Another problem is about optimising a process. The typical approach is that an application retrieves some data from an API call, transforms them, and writes them into a database. Many things can go wrong, corrupting data or preventing an update. The process might be too slow, because data have to travel twice and the application has to process them. And sending some types of data to/from the application might increase security risks if your data is sensitive.

MariaDB CONNECT allows us to interact with a huge variety of data sources. This includes other databases, data files in many formats, and REST APIs. Every time you send a SELECT to a CONNECT table backed by a REST API, data will be retrieved via HTTP or HTTPS, and will be presented to the client in the form of a normal resultset.

This is obviously slower than querying local data. And it’s theoretically slower than querying an API directly from an application. But often the purpose is to populate a table with remote data. This table can be a regular InnoDB table, which will answer queries quickly. And the application can launch an ALTER TABLE ... ENGINE or INSERT ... SELECT query to move the data directly from the remote API to the local database. This will be showed later in this article.

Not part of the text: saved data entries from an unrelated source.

//! Test-only fixtures and scripted collaborators.
//!
//! Compiled for unit tests and, through the `test-support` feature, for the
//! integration tests under `tests/`.

use std::cell::RefCell;
use std::collections::VecDeque;
use std::thread;
use std::time::Duration;

use anyhow::{Result, anyhow};
use serde::Serialize;

use crate::core::types::{Decision, ImplementationStep, Plan, PlannedFile, TaskPlan};
use crate::io::approval::{ApprovalChannel, Checkpoint};
use crate::io::backend::{
    Backend, StructuredRequest, ToolRequest, Transcript, TranscriptEntry,
};
use crate::io::tools::{ToolCall, ToolHost};

/// Deterministic plan with `files` entries named `src/file_<n>.py`.
pub fn sample_plan(files: usize) -> Plan {
    Plan {
        name: "sample-app".to_string(),
        description: "A sample application".to_string(),
        techstack: "python".to_string(),
        features: vec!["list items".to_string(), "add items".to_string()],
        files: (1..=files)
            .map(|n| PlannedFile {
                path: format!("src/file_{n}.py"),
                purpose: format!("module {n}"),
            })
            .collect(),
    }
}

/// Deterministic task plan with `steps` steps targeting `src/step_<n>.py`.
pub fn sample_task_plan(steps: usize) -> TaskPlan {
    TaskPlan {
        implementation_steps: (1..=steps)
            .map(|n| ImplementationStep {
                filepath: format!("src/step_{n}.py"),
                task_description: format!("Implement step {n}"),
            })
            .collect(),
    }
}

/// Scripted behaviour for one tool-using session.
#[derive(Debug, Clone, Default)]
pub struct ToolScript {
    pub calls: Vec<ToolCall>,
    /// Sleep before returning, to simulate a slow backend.
    pub delay: Duration,
    pub failure: Option<String>,
    pub message: Option<String>,
}

impl ToolScript {
    pub fn writes(path: &str, content: &str) -> Self {
        Self {
            calls: vec![ToolCall::WriteFile {
                path: path.to_string(),
                content: content.to_string(),
            }],
            ..Self::default()
        }
    }

    pub fn failing(message: &str) -> Self {
        Self {
            failure: Some(message.to_string()),
            ..Self::default()
        }
    }

    pub fn with_delay(mut self, delay: Duration) -> Self {
        self.delay = delay;
        self
    }
}

/// Backend that replays queued responses and records every request.
///
/// Structured calls pop from the response queue and fail when it is empty.
/// Tool sessions pop from the script queue; an empty queue finishes at once
/// without calling any tool.
#[derive(Debug, Default)]
pub struct ScriptedBackend {
    responses: RefCell<VecDeque<Result<String, String>>>,
    scripts: RefCell<VecDeque<ToolScript>>,
    structured: RefCell<Vec<StructuredRequest>>,
    tool_requests: RefCell<Vec<ToolRequest>>,
}

impl ScriptedBackend {
    pub fn new() -> Self {
        Self::default()
    }

    pub fn push_record<T: Serialize>(&self, record: &T) {
        let raw = serde_json::to_string_pretty(record).unwrap_or_default();
        self.push_raw(&raw);
    }

    pub fn push_raw(&self, raw: &str) {
        self.responses.borrow_mut().push_back(Ok(raw.to_string()));
    }

    pub fn push_failure(&self, message: &str) {
        self.responses
            .borrow_mut()
            .push_back(Err(message.to_string()));
    }

    pub fn push_tool_script(&self, script: ToolScript) {
        self.scripts.borrow_mut().push_back(script);
    }

    pub fn structured_requests(&self) -> Vec<StructuredRequest> {
        self.structured.borrow().clone()
    }

    pub fn structured_prompts(&self) -> Vec<String> {
        self.structured
            .borrow()
            .iter()
            .map(|r| r.prompt.clone())
            .collect()
    }

    pub fn tool_requests(&self) -> Vec<ToolRequest> {
        self.tool_requests.borrow().clone()
    }

    pub fn remaining_responses(&self) -> usize {
        self.responses.borrow().len()
    }
}

impl Backend for ScriptedBackend {
    fn infer_structured(&self, request: &StructuredRequest) -> Result<String> {
        self.structured.borrow_mut().push(request.clone());
        match self.responses.borrow_mut().pop_front() {
            Some(Ok(raw)) => Ok(raw),
            Some(Err(message)) => Err(anyhow!(message)),
            None => Err(anyhow!(
                "scripted backend has no response queued for {}",
                request.shape
            )),
        }
    }

    fn infer_with_tools(
        &self,
        request: &ToolRequest,
        tools: &mut dyn ToolHost,
    ) -> Result<Transcript> {
        self.tool_requests.borrow_mut().push(request.clone());
        let script = self.scripts.borrow_mut().pop_front().unwrap_or_default();
        if !script.delay.is_zero() {
            thread::sleep(script.delay);
        }
        if let Some(message) = script.failure {
            return Err(anyhow!(message));
        }
        let entries = script
            .calls
            .into_iter()
            .map(|call| {
                let result = tools.invoke(&call);
                TranscriptEntry { call, result }
            })
            .collect();
        Ok(Transcript {
            entries,
            final_message: script.message,
        })
    }
}

/// Approval channel that replays queued decisions. Approves once the queue
/// is empty.
#[derive(Debug, Default)]
pub struct ScriptedApproval {
    decisions: VecDeque<Decision>,
    checkpoints: Vec<Checkpoint>,
}

impl ScriptedApproval {
    pub fn new(decisions: Vec<Decision>) -> Self {
        Self {
            decisions: decisions.into(),
            checkpoints: Vec::new(),
        }
    }

    pub fn approve_all() -> Self {
        Self::default()
    }

    /// Every checkpoint shown so far, in order.
    pub fn checkpoints(&self) -> &[Checkpoint] {
        &self.checkpoints
    }
}

impl ApprovalChannel for ScriptedApproval {
    fn prompt_choice(&mut self, checkpoint: &Checkpoint) -> Result<Decision> {
        self.checkpoints.push(checkpoint.clone());
        Ok(self.decisions.pop_front().unwrap_or(Decision::Approve))
    }
}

There are also cases when the performance difference doesn’t matter. In the case of a data analyst, it should be ok to wait for more time to run a query, as long as running a query is all they need to do to read data from the API.

Querying the Hashicop Releases API in SQL

Let’s use progressively more complex examples so explore interesting CONNECT features.

The examples are based on the Hashicorp Release API, that can be used to find out whether HashiCorp software needs to be upgraded.

Exmple 1: Querying an array of strings

Let’s start by creating a table that contains very simple results from a REST API call. It returns an array of strings. In MariaDB, we’ll want to see it as a one-column table, where each string is a row.

CREATE OR REPLACE TABLE hashicorp_product (
    name VARCHAR(100) NOT NULL
)
    ENGINE = CONNECT,
    TABLE_TYPE = JSON,
    HTTP = 'https://api.releases.hashicorp.com/v1/products'
;
  • ENGINE: We’re specifying that the table must use the CONNECT engine, rather than the default engine (normally InnoDB).
  • TABLE_TYPE: CONNECT can handle a big range of data sources and formats, so we need to specify which one needs to be used in this case: JSON.
  • HTTP: For JSON tables, we can specify a URL. An HTTP call with the GET method, is expected to return the data we want to query. HTTPS is supported, as showed in the example below. Querystrings are not used in our examples, but they are supported, too.

Example 2: Array of objects, using table discovery

The most common case is REST APIs returning an array of objects. In MariaDB, we want to see every object as a row.

Objects are key/value data structures where each property is a column. Therefore CONNECT is able to create a table even if we don’t specify the columns we want! Each property name will be used as a column name, and it will infer the right types to use. This functionality is called table discovery, and there some other storage engines are able to use it, too.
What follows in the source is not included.